(What is being asked)
Somewhere below are a line with "gateway is not" and a later line with "let body = match". Output exactly those lines and all lines between them.

(Provided entries)
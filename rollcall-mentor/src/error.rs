//! Error types for rollcall-mentor
//!
//! Every failure leaves the service as `{"error": message}` with an optional
//! `details` field. Internal details are only exposed in debug builds.

use crate::services::DispatchError;
use axum::{
    extract::rejection::{JsonRejection, QueryRejection},
    http::StatusCode,
    response::{IntoResponse, Response},
    Json,
};
use serde_json::json;
use thiserror::Error;

/// API error type
#[derive(Debug, Error)]
pub enum ApiError {
    /// Invalid request (400)
    #[error("{0}")]
    BadRequest(String),

    /// Resource not found (404)
    #[error("{0}")]
    NotFound(String),

    /// Wrong HTTP method (405)
    #[error("Method Not Allowed")]
    MethodNotAllowed,

    /// Collaborator rejected the request (502)
    #[error("{message}")]
    Upstream {
        message: String,
        details: Option<String>,
    },

    /// Internal server error (500)
    #[error("{message}")]
    Internal {
        message: String,
        details: Option<String>,
    },

    /// rollcall-common error
    #[error(transparent)]
    Common(#[from] rollcall_common::Error),
}

impl From<JsonRejection> for ApiError {
    fn from(rejection: JsonRejection) -> Self {
        ApiError::BadRequest(format!("Invalid request body: {}", rejection.body_text()))
    }
}

impl From<QueryRejection> for ApiError {
    fn from(rejection: QueryRejection) -> Self {
        ApiError::BadRequest(format!("Invalid query string: {}", rejection.body_text()))
    }
}

impl From<DispatchError> for ApiError {
    fn from(err: DispatchError) -> Self {
        match err {
            DispatchError::NotConfigured(reason) => ApiError::Internal {
                message: "SMS gateway is not configured".to_string(),
                details: Some(reason),
            },
            DispatchError::Invalid(reason) => ApiError::BadRequest(reason),
            DispatchError::Network(reason) => ApiError::Upstream {
                message: "Failed to reach SMS gateway".to_string(),
                details: Some(reason),
            },
            DispatchError::Api { status, body } => ApiError::Upstream {
                message: "SMS gateway rejected the message".to_string(),
                details: Some(format!("{}: {}", status, body)),
            },
        }
    }
}

impl IntoResponse for ApiError {
    fn into_response(self) -> Response {
        use rollcall_common::Error as CommonError;

        let (status, message, details) = match self {
            ApiError::BadRequest(msg) => (StatusCode::BAD_REQUEST, msg, None),
            ApiError::NotFound(msg) => (StatusCode::NOT_FOUND, msg, None),
            ApiError::MethodNotAllowed => (
                StatusCode::METHOD_NOT_ALLOWED,
                "Method Not Allowed".to_string(),
                None,
            ),
            // Upstream details are the gateway's own words, always shown
            ApiError::Upstream { message, details } => (StatusCode::BAD_GATEWAY, message, details),
            ApiError::Internal { message, details } => {
                (StatusCode::INTERNAL_SERVER_ERROR, message, debug_only(details))
            }
            ApiError::Common(err) => match err {
                CommonError::InvalidInput(msg) => (StatusCode::BAD_REQUEST, msg, None),
                CommonError::NotFound(msg) => (StatusCode::NOT_FOUND, msg, None),
                CommonError::Conflict(msg) => (StatusCode::CONFLICT, msg, None),
                other => {
                    tracing::error!(error = %other, "Request failed");
                    (
                        StatusCode::INTERNAL_SERVER_ERROR,
                        "Internal server error".to_string(),
                        debug_only(Some(other.to_string())),
                    )
                }
            },
        };

        let body = match details {
            Some(details) => json!({ "error": message, "details": details }),
            None => json!({ "error": message }),
        };

        (status, Json(body)).into_response()
    }
}

fn debug_only(details: Option<String>) -> Option<String> {
    if cfg!(debug_assertions) {
        details
    } else {
        None
    }
}

/// Result type for API handlers
pub type ApiResult<T> = Result<T, ApiError>;
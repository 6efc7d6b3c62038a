//! Database access layer
//!
//! SQLite schema plus the student directory and attendance record stores.
//! All durable state lives here; workflow stages and the notification log
//! are in-memory only.

pub mod attendance;
pub mod init;
pub mod students;

pub use init::{init_database, init_in_memory, init_schema};
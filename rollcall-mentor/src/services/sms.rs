//! SMS Dispatcher
//!
//! One request per message: no retry, no queue, no backoff. The TextBee
//! gateway is reached at `POST {base}/gateway/devices/{device}/send-sms`
//! with the key in the `x-api-key` header.

use async_trait::async_trait;
use rollcall_common::config::SmsConfig;
use serde::Serialize;
use std::sync::Arc;
use std::time::Duration;
use thiserror::Error;

const USER_AGENT: &str = concat!("rollcall-mentor/", env!("CARGO_PKG_VERSION"));

/// SMS delivery failures
#[derive(Debug, Error)]
pub enum DispatchError {
    #[error("SMS gateway not configured: {0}")]
    NotConfigured(String),

    #[error("Network error: {0}")]
    Network(String),

    #[error("Gateway error {status}: {body}")]
    Api { status: u16, body: String },

    #[error("Invalid request: {0}")]
    Invalid(String),
}

/// Delivers a text message to a phone number
#[async_trait]
pub trait SmsDispatcher: Send + Sync {
    async fn send(&self, phone: &str, message: &str) -> Result<(), DispatchError>;
}

#[derive(Debug, Serialize)]
struct SendSmsRequest<'a> {
    recipients: [&'a str; 1],
    message: &'a str,
}

/// TextBee gateway client
pub struct TextBeeDispatcher {
    http_client: reqwest::Client,
    api_key: Option<String>,
    device_id: Option<String>,
    base_url: String,
}

impl TextBeeDispatcher {
    pub fn new(config: &SmsConfig) -> Result<Self, DispatchError> {
        let http_client = reqwest::Client::builder()
            .user_agent(USER_AGENT)
            .timeout(Duration::from_secs(config.timeout_secs))
            .build()
            .map_err(|e| DispatchError::Network(e.to_string()))?;

        Ok(Self {
            http_client,
            api_key: config.api_key.clone().filter(|k| !k.trim().is_empty()),
            device_id: config.device_id.clone().filter(|d| !d.trim().is_empty()),
            base_url: config.base_url.trim_end_matches('/').to_string(),
        })
    }

    pub fn is_configured(&self) -> bool {
        self.api_key.is_some() && self.device_id.is_some()
    }
}

#[async_trait]
impl SmsDispatcher for TextBeeDispatcher {
    async fn send(&self, phone: &str, message: &str) -> Result<(), DispatchError> {
        let (Some(api_key), Some(device_id)) = (self.api_key.as_deref(), self.device_id.as_deref())
        else {
            return Err(DispatchError::NotConfigured(
                "SMS API key or device id missing".to_string(),
            ));
        };

        if phone.trim().is_empty() || message.trim().is_empty() {
            return Err(DispatchError::Invalid("phone and message are required".to_string()));
        }

        let url = format!("{}/gateway/devices/{}/send-sms", self.base_url, device_id);
        tracing::debug!(phone = %phone, message_len = message.len(), "Sending SMS");

        let response = self
            .http_client
            .post(&url)
            .header("x-api-key", api_key)
            .json(&SendSmsRequest {
                recipients: [phone],
                message,
            })
            .send()
            .await
            .map_err(|e| DispatchError::Network(e.to_string()))?;

        let status = response.status();
        if !status.is_success() {
            let error_text = response.text().await.unwrap_or_default();
            tracing::warn!(phone = %phone, status = status.as_u16(), "SMS gateway rejected message");
            return Err(DispatchError::Api {
                status: status.as_u16(),
                body: error_text,
            });
        }

        tracing::info!(phone = %phone, "SMS accepted by gateway");
        Ok(())
    }
}

/// Routes every message to one fixed number (test deployments)
pub struct OverrideRecipient {
    inner: Arc<dyn SmsDispatcher>,
    number: String,
}

impl OverrideRecipient {
    pub fn new(inner: Arc<dyn SmsDispatcher>, number: impl Into<String>) -> Self {
        Self {
            inner,
            number: number.into(),
        }
    }
}

#[async_trait]
impl SmsDispatcher for OverrideRecipient {
    async fn send(&self, phone: &str, message: &str) -> Result<(), DispatchError> {
        tracing::debug!(intended = %phone, actual = %self.number, "Recipient overridden");
        self.inner.send(&self.number, message).await
    }
}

(Completed exercise)
                message: "SMS gateway is not configured".to_string(),
                details: Some(reason),
            },
            DispatchError::Invalid(reason) => ApiError::BadRequest(reason),
            DispatchError::Network(reason) => ApiError::Upstream {
                message: "Failed to reach SMS gateway".to_string(),
                details: Some(reason),
            },
            DispatchError::Api { status, body } => ApiError::Upstream {
                message: "SMS gateway rejected the message".to_string(),
                details: Some(format!("{}: {}", status, body)),
            },
        }
    }
}

impl IntoResponse for ApiError {
    fn into_response(self) -> Response {
        use rollcall_common::Error as CommonError;

        let (status, message, details) = match self {
            ApiError::BadRequest(msg) => (StatusCode::BAD_REQUEST, msg, None),
            ApiError::NotFound(msg) => (StatusCode::NOT_FOUND, msg, None),
            ApiError::MethodNotAllowed => (
                StatusCode::METHOD_NOT_ALLOWED,
                "Method Not Allowed".to_string(),
                None,
            ),
            // Upstream details are the gateway's own words, always shown
            ApiError::Upstream { message, details } => (StatusCode::BAD_GATEWAY, message, details),
            ApiError::Internal { message, details } => {
                (StatusCode::INTERNAL_SERVER_ERROR, message, debug_only(details))
            }
            ApiError::Common(err) => match err {
                CommonError::InvalidInput(msg) => (StatusCode::BAD_REQUEST, msg, None),
                CommonError::NotFound(msg) => (StatusCode::NOT_FOUND, msg, None),
                CommonError::Conflict(msg) => (StatusCode::CONFLICT, msg, None),
                other => {
                    tracing::error!(error = %other, "Request failed");
                    (
                        StatusCode::INTERNAL_SERVER_ERROR,
                        "Internal server error".to_string(),
                        debug_only(Some(other.to_string())),
                    )
                }
            },
        };

        let body = match details {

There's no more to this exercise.